2009 Visiting Research Fellows

Associate Professor Kim Dickey


Kim Dickey is a US based artist. Her current work involves the reinterpretation of the ceramic tradition of Bocage. She combines the excessive delicacy of porcelaineous flora with the austere and monumentality of a modernist aesthetic. She has shown at Garth Clark gallery in New York as well as Mass. MOCA, the Everson Museum (Syracuse) and the American Craft Museum. She is currently Associate Professor of Ceramics at the University of Colorado, Boulder.

Dickey was awarded a BFA in 1986 from Rhode Island School of Design, followed by an MFA from Alfred University in 1988. Her teaching and research interests include Ceramics, Sculpture, Painting, Performance art, mixed media and post-medium theory, Installation art, film and video, culinary and food history, wunderkammern, botany. For more go here.

During the Fellowship, that was hosted by the Ceramics studio, Kim presented the keynote address on Monday 20 July 2009 at the Australian Ceramics Triennale 09, titled ‘The Earth and the Earthly’.

From 17 July – 8 August 2009 Dickey exhibited at Tin Sheds gallery as part of the group show Earth to Form: sculpture in clay and mixed media.

Dr Damian Skinner

Dr Skinner’s current focus is completing, with Dr Kevin Murray, a significant publication concerned with contemporary jewellery in Australia and Aotearoa New Zealand. The aim of the book is to both provide an archive of information about therecent history of contemporary jewellery in facts and images, and engage jewellery in a broader argument about sense of place.

The Sydney College of the Arts (SCA) Visiting Research Fellowship enabled Dr Skinner to undertake sustained research into the history and stories of Australian contemporary jewellery.

Dr Skinner undertook the Fellowship in the Jewellery & Object Design studio. Dr Skinner's curatorial work, Lisa Walker: Unwearable, a survey exhibition of New Zealander Lisa Walker’s work from the last 15 years, was on view at SCA Galleries in conjunction with Sydney Design 2009.

Walker is one of Aotearoa’s most respected and successful jewellers. Living in Munich, Germany, for the last nine years, she has established a critical reputation within the European contemporary jewellery world. Having graduated from the Munich Academy under the guidance of Otto Künzli, Walker represents one of the more interesting jewellers working today and this exhibition will be the first opportunity for Australian audiences to view her work in such a concentrated way.

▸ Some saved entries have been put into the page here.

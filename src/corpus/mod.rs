//! Search corpus construction.
//!
//! Each stored record maps to exactly one search string composed of its
//! name, research and specialization. Corpus index `i` always corresponds to
//! record index `i`.

use crate::models::{has_content, FacultyRecord};

/// Text used when a record has neither searchable fields nor a profile URL.
const UNKNOWN: &str = "Unknown";

/// Build the search text for one record.
///
/// Components that are absent or hold the "not available" sentinel
/// contribute an empty string. The result is never empty.
pub fn corpus_text(record: &FacultyRecord) -> String {
    let name = searchable(record.name.as_deref());
    let research = searchable(record.research.as_deref());
    let specialization = searchable(record.specialization.as_deref());

    if name.is_empty() && research.is_empty() && specialization.is_empty() {
        return match record.profile_url.as_deref().map(str::trim) {
            Some(url) if !url.is_empty() => url.to_string(),
            _ => UNKNOWN.to_string(),
        };
    }

    format!("{} {} {}", name, research, specialization)
}

/// Build the corpus for an ordered record list.
pub fn build_corpus(records: &[FacultyRecord]) -> Vec<String> {
    records.iter().map(corpus_text).collect()
}

/// Longest context shown before truncation kicks in.
pub const SNIPPET_LIMIT: usize = 160;

/// Shorten search text for display.
///
/// Text longer than [`SNIPPET_LIMIT`] characters keeps its first
/// `SNIPPET_LIMIT - 3` characters followed by `"..."`.
pub fn snippet(text: &str) -> String {
    if text.chars().count() > SNIPPET_LIMIT {
        let head: String = text.chars().take(SNIPPET_LIMIT - 3).collect();
        format!("{}...", head)
    } else {
        text.to_string()
    }
}

fn searchable(value: Option<&str>) -> &str {
    if has_content(value) {
        value.unwrap_or_default()
    } else {
        ""
    }
}

#[cfg(test)]
mod tests {
    use super::*;
    use crate::models::NOT_AVAILABLE;

    fn record(name: Option<&str>, research: Option<&str>, spec: Option<&str>) -> FacultyRecord {
        FacultyRecord {
            name: name.map(str::to_string),
            research: research.map(str::to_string),
            specialization: spec.map(str::to_string),
            ..FacultyRecord::default()
        }
    }

    #[test]
    fn test_composes_name_research_specialization() {
        let text = corpus_text(&record(
            Some("Arpit Rana"),
            Some("Information Retrieval"),
            Some("Recommender Systems"),
        ));
        assert_eq!(text, "Arpit Rana Information Retrieval Recommender Systems");
    }

    #[test]
    fn test_missing_specialization_keeps_separator() {
        let text = corpus_text(&record(Some("Arpit Rana"), Some("Information Retrieval"), None));
        assert_eq!(text, "Arpit Rana Information Retrieval ");
    }

    #[test]
    fn test_sentinel_does_not_leak() {
        let text = corpus_text(&record(
            Some("Arpit Rana"),
            Some(NOT_AVAILABLE),
            Some(NOT_AVAILABLE),
        ));
        assert_eq!(text, "Arpit Rana  ");
        assert!(!text.contains(NOT_AVAILABLE));
    }

    #[test]
    fn test_fallback_to_profile_url() {
        let mut rec = record(None, Some(NOT_AVAILABLE), None);
        rec.profile_url = Some("https://www.daiict.ac.in/faculty/x".to_string());
        assert_eq!(corpus_text(&rec), "https://www.daiict.ac.in/faculty/x");
    }

    #[test]
    fn test_fallback_to_unknown() {
        assert_eq!(corpus_text(&FacultyRecord::default()), "Unknown");
        assert_eq!(corpus_text(&record(Some("  "), None, None)), "Unknown");
    }

    #[test]
    fn test_corpus_is_parallel_and_never_empty() {
        let records = vec![
            record(Some("A"), None, None),
            FacultyRecord::default(),
            record(None, None, Some("VLSI")),
        ];
        let corpus = build_corpus(&records);

        assert_eq!(corpus.len(), records.len());
        assert!(corpus.iter().all(|text| !text.trim().is_empty()));
        assert_eq!(corpus[0], "A  ");
        assert_eq!(corpus[2], "  VLSI");
    }

    #[test]
    fn test_snippet_truncation() {
        let short = "Arpit Rana Information Retrieval ";
        assert_eq!(snippet(short), short);

        let exact = "x".repeat(SNIPPET_LIMIT);
        assert_eq!(snippet(&exact), exact);

        let long = "é".repeat(SNIPPET_LIMIT + 1);
        let cut = snippet(&long);
        assert_eq!(cut.chars().count(), SNIPPET_LIMIT);
        assert!(cut.ends_with("..."));
        assert!(cut.starts_with(&"é".repeat(SNIPPET_LIMIT - 3)));
    }
}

In 2006 Dr Skinner was awarded a PhD in Art History, Victoria University of Wellington, New Zealand, and in 2008 Dr Skinner completed a Masters of Indigenous Studies with distinction at the University of Otago, New Zealand.

A writer and curator, Dr Skinner’s recent curatorial projects include 1839 Exchanges: Jewellery by Jason Hall, Craft Victoria, Melbourne; Metaphysical Heart: Jewellery by Peter McKay, CoCA, Christchurch; and Given: Jewellery by Warwick Freeman, Tropenmuseum, Amsterdam.

2008 Visiting Research Fellow Tim Kellner

Kellner self portrait

In 2008 Tim Kellner was the inaugural visiting research fellow at Sydney College of the Arts. During his time at SCA Kellner was hosted by the Photomedia studio and curated the exhibition Refusal of Reality. The exhibition was supported by the Goethe Institut and Exhibition Enterprise.

With this exhibition series and the corresponding catalogue, nine photographers (Katrin Amft; Marc Grummert; Tim Kellner; Thanh Long; Knut W. Maron; Janet Riedel; Heidi Schneekloth; Michael Strauss and; Janet Zeugner) develop a contemporary discourse about their media. Since 2005 several group exhibitions and linked solo shows throughout Germany and abroad refer to a dynamic and vivid photography art scene in Germany.

The project created a bridge from the beginnings of radical positions in the context of European contemporary art in the 1920's, via the attitudes of the particular German issue of "subjective photography" in the 1950s, to today.

The ensuing discussion is part of the current European discourse surrounding the photographic medium - it opposes the documentary and realistic representation with a more metaphorical, visionary, poetic and subjective approach to contemporary photography.

Located in close relation to the basic idea of "subjective photography", the work itself both enriches and extends this original concept by technical innovations, such as colour and digital technology, and thus broadens the fusion of different concepts of both painting and photography.

Refusal of Reality opened at Sydney College of the Arts Gallery on Tuesday 9 September 2008 and closed Saturday 4 October 2008.